Second, spending on goods and services for pets continues to set records. Bob Vetere, president of the American Pet Products Association trade group, forecasts it will hit $50 billion this year, based on the group's latest pet owners survey. That, he says, makes it the eighth largest retail sector—smaller than food and autos but bigger than hardware, toys and candy. Significantly for scooper pros, the 2007-2008 survey asked, for the first time, if dog owners "would be interested" in hiring a cleanup service, and 10% said yes.
"That raised my eyebrows," Mr. Vetere says, because 10% represents 4.5 million households. At a minimum of $12 for a weekly cleanup, that's a market potential of $2.6 billion annually. Vying for it at the moment are an estimated 500 small independents and three national franchisers—Pet Butler, DoodyCalls, and Poop 911.

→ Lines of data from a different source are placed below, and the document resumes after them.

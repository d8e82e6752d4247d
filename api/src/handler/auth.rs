use axum::extract::State;
use axum::http::StatusCode;
use axum::Json;
use garde::Validate;
use kernel::model::auth::event::CreateToken;
use kernel::model::user::event::CreateUser;
use registry::AppRegistry;
use shared::error::AppResult;

use crate::extractor::AuthorizedUser;
use crate::model::auth::{AccessTokenResponse, LoginRequest, RegisterRequest};
use crate::model::user::UserResponse;

pub async fn register(
    State(registry): State<AppRegistry>,
    Json(req): Json<RegisterRequest>,
) -> AppResult<(StatusCode, Json<UserResponse>)> {
    req.validate(&())?;

    let event = CreateUser::new(req.user_name, req.email, req.password);
    let user = registry.user_repository().create(event).await?;
    Ok((StatusCode::CREATED, Json(user.into())))
}

pub async fn login(
    State(registry): State<AppRegistry>,
    Json(req): Json<LoginRequest>,
) -> AppResult<Json<AccessTokenResponse>> {
    req.validate(&())?;

    let user_id = registry
        .auth_repository()
        .verify_user(&req.email, &req.password)
        .await?;
    let access_token = registry
        .auth_repository()
        .create_token(CreateToken::new(user_id))
        .await?;
    Ok(Json(AccessTokenResponse {
        user_id,
        access_token: access_token.0,
    }))
}

pub async fn logout(
    user: AuthorizedUser,
    State(registry): State<AppRegistry>,
) -> AppResult<StatusCode> {
    registry
        .auth_repository()
        .delete_token(user.access_token)
        .await?;
    Ok(StatusCode::NO_CONTENT)
}
pub mod auth;
pub mod health;
pub mod reservation;
pub mod room;
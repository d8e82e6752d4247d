use async_trait::async_trait;
use kernel::notifier::{RequirementNotice, RequirementNotifier};
use shared::config::EmailConfig;
use shared::error::{AppError, AppResult};

/// Sends requirement notices to the facilities team through an HTTP email
/// provider. All transport detail stays here; callers only see `notify`.
pub struct EmailNotifier {
    client: reqwest::Client,
    config: EmailConfig,
}

impl EmailNotifier {
    pub fn new(config: EmailConfig) -> Self {
        Self {
            client: reqwest::Client::new(),
            config,
        }
    }
}

#[async_trait]
impl RequirementNotifier for EmailNotifier {
    async fn notify(&self, notice: RequirementNotice) -> AppResult<()> {
        if self.config.endpoint.is_empty() {
            tracing::debug!("email endpoint not configured, dropping requirement notice");
            return Ok(());
        }

        let subject = format!("New requirement: {}", notice.title);
        let body = format!(
            "Event: {}\nRoom: {}\nSchedule: {} - {}\nResponsible: {}\n\n\
             Requested requirements:\n{}",
            notice.title,
            notice.room_name,
            notice.start.format("%Y-%m-%d %H:%M"),
            notice.end.format("%Y-%m-%d %H:%M"),
            notice.responsible,
            notice.requirements,
        );

        let response = self
            .client
            .post(&self.config.endpoint)
            .bearer_auth(&self.config.api_key)
            .json(&serde_json::json!({
                "from": self.config.from_address,
                "to": self.config.facilities_address,
                "subject": subject,
                "text": body,
            }))
            .send()
            .await
            .map_err(|e| {
                AppError::ExternalServiceError(format!("email provider request failed: {e}"))
            })?;

        if !response.status().is_success() {
            return Err(AppError::ExternalServiceError(format!(
                "email provider returned {}",
                response.status()
            )));
        }

        tracing::info!(room = %notice.room_name, "requirement notice delivered");
        Ok(())
    }
}
use axum::Router;
use registry::AppRegistry;

use super::auth::build_auth_routers;
use super::health::build_health_check_routers;
use super::reservation::build_reservation_routers;
use super::room::build_room_routers;

pub fn routes() -> Router<AppRegistry> {
    let router = Router::new()
        .merge(build_health_check_routers())
        .merge(build_reservation_routers())
        .merge(build_room_routers())
        .merge(build_auth_routers());

    Router::new().nest("/api/v1", router)
}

Jacob D'Aniello, who started DoodyCalls in Charlottesville, Va., in 2000 and began selling franchises in 2004, says, "This is our best year" so far. He claims 2,200 new clients since Jan. 1. and a 20% jump in revenues from last year's first quarter. He estimates that the 36 franchise owners operating in 19 states (who paid $34,500 in fees and 14% in royalties and administrative fees), now make 6,000 cleanup stops a week.
He reports big growth in servicing pet-waste stations installed by homeowners' associations and apartment complexes. He's also starting a cat litter-box swap service.

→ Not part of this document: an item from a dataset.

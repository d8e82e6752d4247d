pub mod auth;
pub mod reservation;
pub mod room;
pub mod user;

"My clients have a lawn service, a pool service, probably a maid service, and they have me," says Mr. Chesler, who operates Blue Diamond Pet Waste Cleanup in the Tampa area. "They work hard, have money, and want to enjoy their weekends."
He and others also push their services as a human health benefit. Mr. Chesler says people underestimate the pollution and health hazards of dog waste. Some think it's harmless, or a good fertilizer. It is neither. He emphasized to members of the Massachusetts Environmental Health Association in March that dog waste washes into water bodies and feeds algae blooms that deplete oxygen, cloud water and kill fish and other aquatic life. While some people simply find dog waste disgusting, Mr. Chesler says it can be laced with infectious bacteria such as E. coli and parasites including roundworms and hookworms.
De-worming dogs monthly—instead of the previously recommended annually or quarterly—can greatly lower the infection risk, says Dr. Kevin R. Kazacos, a professor of veterinary parasitology at Purdue University.
Since New York became the first major city to mandate pooper scooping in 1978, cleanup laws have become commonplace nationwide but enforcement is rare. Mr. Chesler says that people often clean up if they think someone's watching, "but at night with a leash in one hand and a flashlight in the other, they'll walk on."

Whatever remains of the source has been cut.